La phrase est là surgie, précise, nette – pensée. Aucune étrangeté formelle, et pourtant la plus grande. Chaque page en contient dix, cent, mille, bibliothèques à ouïr, bruissant dans le silence.
Chaque poème est séparé des autres, et pourtant lié à eux ; de saut en saut, « quantiquement », l’œuvre avance, fort construite malgré l’apparence contraire, au gré de ses parties : elle s’achemine lentement, quoique toujours un peu trop vite, vers cette fin deux fois romaine, sac inclus.
« Ne cherchons plus à domestiquer les imbéciles. Nous n’en aurons pas le temps. Laissons-les croire que nos forteresses sont accessibles. Ils n’ont pas besoin de nous pour spontanément en gagner les culs-de-basse-fosse tandis que nous sourions au soleil. »

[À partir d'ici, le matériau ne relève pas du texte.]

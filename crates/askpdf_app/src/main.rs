mod cli;
mod platform;

use std::path::PathBuf;
use std::process::ExitCode;

use anyhow::Context;
use platform::config::AppConfig;
use platform::logging::{self, LogDestination};

fn main() -> anyhow::Result<ExitCode> {
    // A missing .env file is fine; real environment variables still apply.
    let _ = dotenv::dotenv();

    let matches = cli::build_cli().get_matches();
    let config = AppConfig::from_matches(&matches)?;

    match matches.subcommand() {
        Some(("ask", sub)) => {
            logging::initialize(LogDestination::Terminal, config.log_level());
            let query = sub.get_one::<String>("query").cloned().unwrap_or_default();
            let files: Vec<PathBuf> = sub
                .get_many::<PathBuf>("files")
                .map(|values| values.cloned().collect())
                .unwrap_or_default();
            platform::oneshot::run_ask(&config, query, files)
        }
        _ => {
            logging::initialize(
                LogDestination::File(config.log_file.clone()),
                config.log_level(),
            );
            platform::app::run_app(&config).context("interactive form failed")?;
            Ok(ExitCode::SUCCESS)
        }
    }
}
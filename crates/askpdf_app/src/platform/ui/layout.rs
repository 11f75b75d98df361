use ratatui::layout::{Constraint, Layout, Position, Rect};

use super::constants::MAX_FILE_ROWS;

/// Screen regions of the form, recomputed on every draw and reused for mouse hit tests.
#[derive(Debug, Clone, Copy, PartialEq, Eq, Default)]
pub struct FormAreas {
    pub header: Rect,
    pub drop_zone: Rect,
    pub file_list: Rect,
    pub query: Rect,
    pub submit: Rect,
    pub status: Rect,
    pub answer: Rect,
    pub footer: Rect,
}

impl FormAreas {
    pub fn hit(rect: Rect, column: u16, row: u16) -> bool {
        rect.contains(Position::new(column, row))
    }
}

pub fn compute(area: Rect, file_count: usize) -> FormAreas {
    let file_rows = if file_count == 0 {
        0
    } else {
        // Header line plus the visible names.
        file_count.min(MAX_FILE_ROWS) as u16 + 1
    };

    let chunks = Layout::vertical([
        Constraint::Length(1),
        Constraint::Length(5),
        Constraint::Length(file_rows),
        Constraint::Length(3),
        Constraint::Length(3),
        Constraint::Length(1),
        Constraint::Min(0),
        Constraint::Length(1),
    ])
    .split(area);

    FormAreas {
        header: chunks[0],
        drop_zone: chunks[1],
        file_list: chunks[2],
        query: chunks[3],
        submit: chunks[4],
        status: chunks[5],
        answer: chunks[6],
        footer: chunks[7],
    }
}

Le poème est un savoir de guerre, le recueil un butin pris à quelque mauvais ennemi ; non pas un ennemi poétique, vague et flou, ou mythique, mais notre monde. La phrase juste ne se satisfait pas de sonner, si elle ne ramène avec elle des mémoires ensevelis, oubliés. Car d’abord il est question de la vie, aujourd’hui, et de battre, si possible, l’énormité de tout ce qui la veut empêcher.
« Nous n’avons pas une vie, mais plusieurs, oui.
Seuls les imbéciles se contentent de la plus périphérique, de la plus asservie d’entre elles. »
A la maxime, à l’aphorisme, fait toutefois contrepoint, mais comme du dedans de lui, ce savoir de guerre que présente ici tel particulier, selon ce qu’il a vécu, et lu, et aimé.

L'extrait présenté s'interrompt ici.